Segment Start: Materials provided

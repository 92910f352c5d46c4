//! URL handling module for Upload-Tracker
//!
//! This module turns the loosely formatted profile and blog links found in
//! campaign sheets into canonical content-source references, and extracts
//! spreadsheet ids from pasted spreadsheet links.

mod domain;
mod normalize;
mod spreadsheet;

use crate::{UrlError, UrlResult};
use std::fmt;
use url::Url;

// Re-export main functions
pub use domain::{extract_host, platform_for_host};
pub use normalize::parse_loose;
pub use spreadsheet::spreadsheet_id_from_input;

/// Instagram path prefixes that never name a profile
const INSTAGRAM_RESERVED: &[&str] = &[
    "p", "reel", "reels", "explore", "stories", "accounts", "tv", "direct",
];

/// Naver blog pages that carry the blog id in the query string
const NAVER_LIST_PAGES: &[&str] = &["postlist.naver", "postview.naver", "postview.nhn"];

/// Content sources the crawler knows how to walk
#[derive(Debug, Clone, Copy, PartialEq, Eq, Hash)]
pub enum Platform {
    /// An Instagram profile feed
    Instagram,
    /// A Naver blog post list
    NaverBlog,
}

impl Platform {
    /// Returns the short name used in target keys and config tables
    pub fn as_str(&self) -> &'static str {
        match self {
            Self::Instagram => "instagram",
            Self::NaverBlog => "naver-blog",
        }
    }
}

impl fmt::Display for Platform {
    fn fmt(&self, f: &mut fmt::Formatter<'_>) -> fmt::Result {
        f.write_str(self.as_str())
    }
}

/// A canonical reference to one profile or blog
#[derive(Debug, Clone, PartialEq, Eq)]
pub struct SourceRef {
    pub platform: Platform,

    /// Lowercased profile handle or blog id
    pub id: String,

    /// The single canonical form of every URL shape naming this source
    pub canonical_url: Url,
}

impl SourceRef {
    /// Returns the page the pagination walk starts from
    pub fn feed_entry_url(&self) -> UrlResult<Url> {
        let raw = match self.platform {
            Platform::Instagram => format!("https://www.instagram.com/{}/", self.id),
            Platform::NaverBlog => format!(
                "https://blog.naver.com/PostList.naver?blogId={}&skinType=&skinId=&from=menu",
                self.id
            ),
        };
        Url::parse(&raw).map_err(|e| UrlError::Parse(e.to_string()))
    }

    /// Returns the deduplication key (`platform:id`)
    pub fn key(&self) -> String {
        format!("{}:{}", self.platform, self.id)
    }
}

/// Canonicalizes a raw profile or blog link from a queue row
///
/// Accepted shapes include links with or without a scheme, `http` or
/// `https`, `www.` or `m.` host prefixes, trailing query strings and
/// fragments, and Naver `PostList.naver?blogId=` style links.
///
/// # Examples
///
/// ```
/// use upload_tracker::url::{canonicalize_source, Platform};
///
/// let source = canonicalize_source("m.blog.naver.com/Some_Blog?tab=1").unwrap();
/// assert_eq!(source.platform, Platform::NaverBlog);
/// assert_eq!(source.canonical_url.as_str(), "https://blog.naver.com/some_blog");
///
/// let source = canonicalize_source("http://instagram.com/Brand.Lover/?hl=ko").unwrap();
/// assert_eq!(source.id, "brand.lover");
/// ```
pub fn canonicalize_source(raw: &str) -> UrlResult<SourceRef> {
    let url = parse_loose(raw)?;
    let host = extract_host(&url).ok_or_else(|| UrlError::Parse(raw.to_string()))?;
    let platform =
        platform_for_host(&host).ok_or_else(|| UrlError::UnsupportedSource(raw.to_string()))?;

    let first_segment = url
        .path_segments()
        .and_then(|mut segments| segments.find(|s| !s.is_empty()))
        .map(|s| s.to_string());

    let id = match platform {
        Platform::Instagram => first_segment
            .filter(|s| !INSTAGRAM_RESERVED.contains(&s.to_lowercase().as_str()))
            .filter(|s| is_valid_id(s, &['.', '_'])),
        Platform::NaverBlog => match first_segment {
            Some(segment) if NAVER_LIST_PAGES.contains(&segment.to_lowercase().as_str()) => url
                .query_pairs()
                .find(|(key, _)| key.eq_ignore_ascii_case("blogId"))
                .map(|(_, value)| value.into_owned()),
            other => other,
        }
        .filter(|s| is_valid_id(s, &['_', '-'])),
    }
    .map(|id| id.to_lowercase())
    .ok_or_else(|| UrlError::MissingIdentifier(raw.to_string()))?;

    let canonical = match platform {
        Platform::Instagram => format!("https://www.instagram.com/{}/", id),
        Platform::NaverBlog => format!("https://blog.naver.com/{}", id),
    };
    let canonical_url = Url::parse(&canonical).map_err(|e| UrlError::Parse(e.to_string()))?;

    Ok(SourceRef {
        platform,
        id,
        canonical_url,
    })
}

fn is_valid_id(candidate: &str, extra: &[char]) -> bool {
    !candidate.is_empty()
        && candidate
            .chars()
            .all(|c| c.is_ascii_alphanumeric() || extra.contains(&c))
}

Segment End: Materials provided

▶ [Assigned task]: In the data above, find each line where the string "Returns" appears, then copy it.

▶ [Reply]:
    /// Returns the short name used in target keys and config tables
    /// Returns the page the pagination walk starts from
    /// Returns the deduplication key (`platform:id`)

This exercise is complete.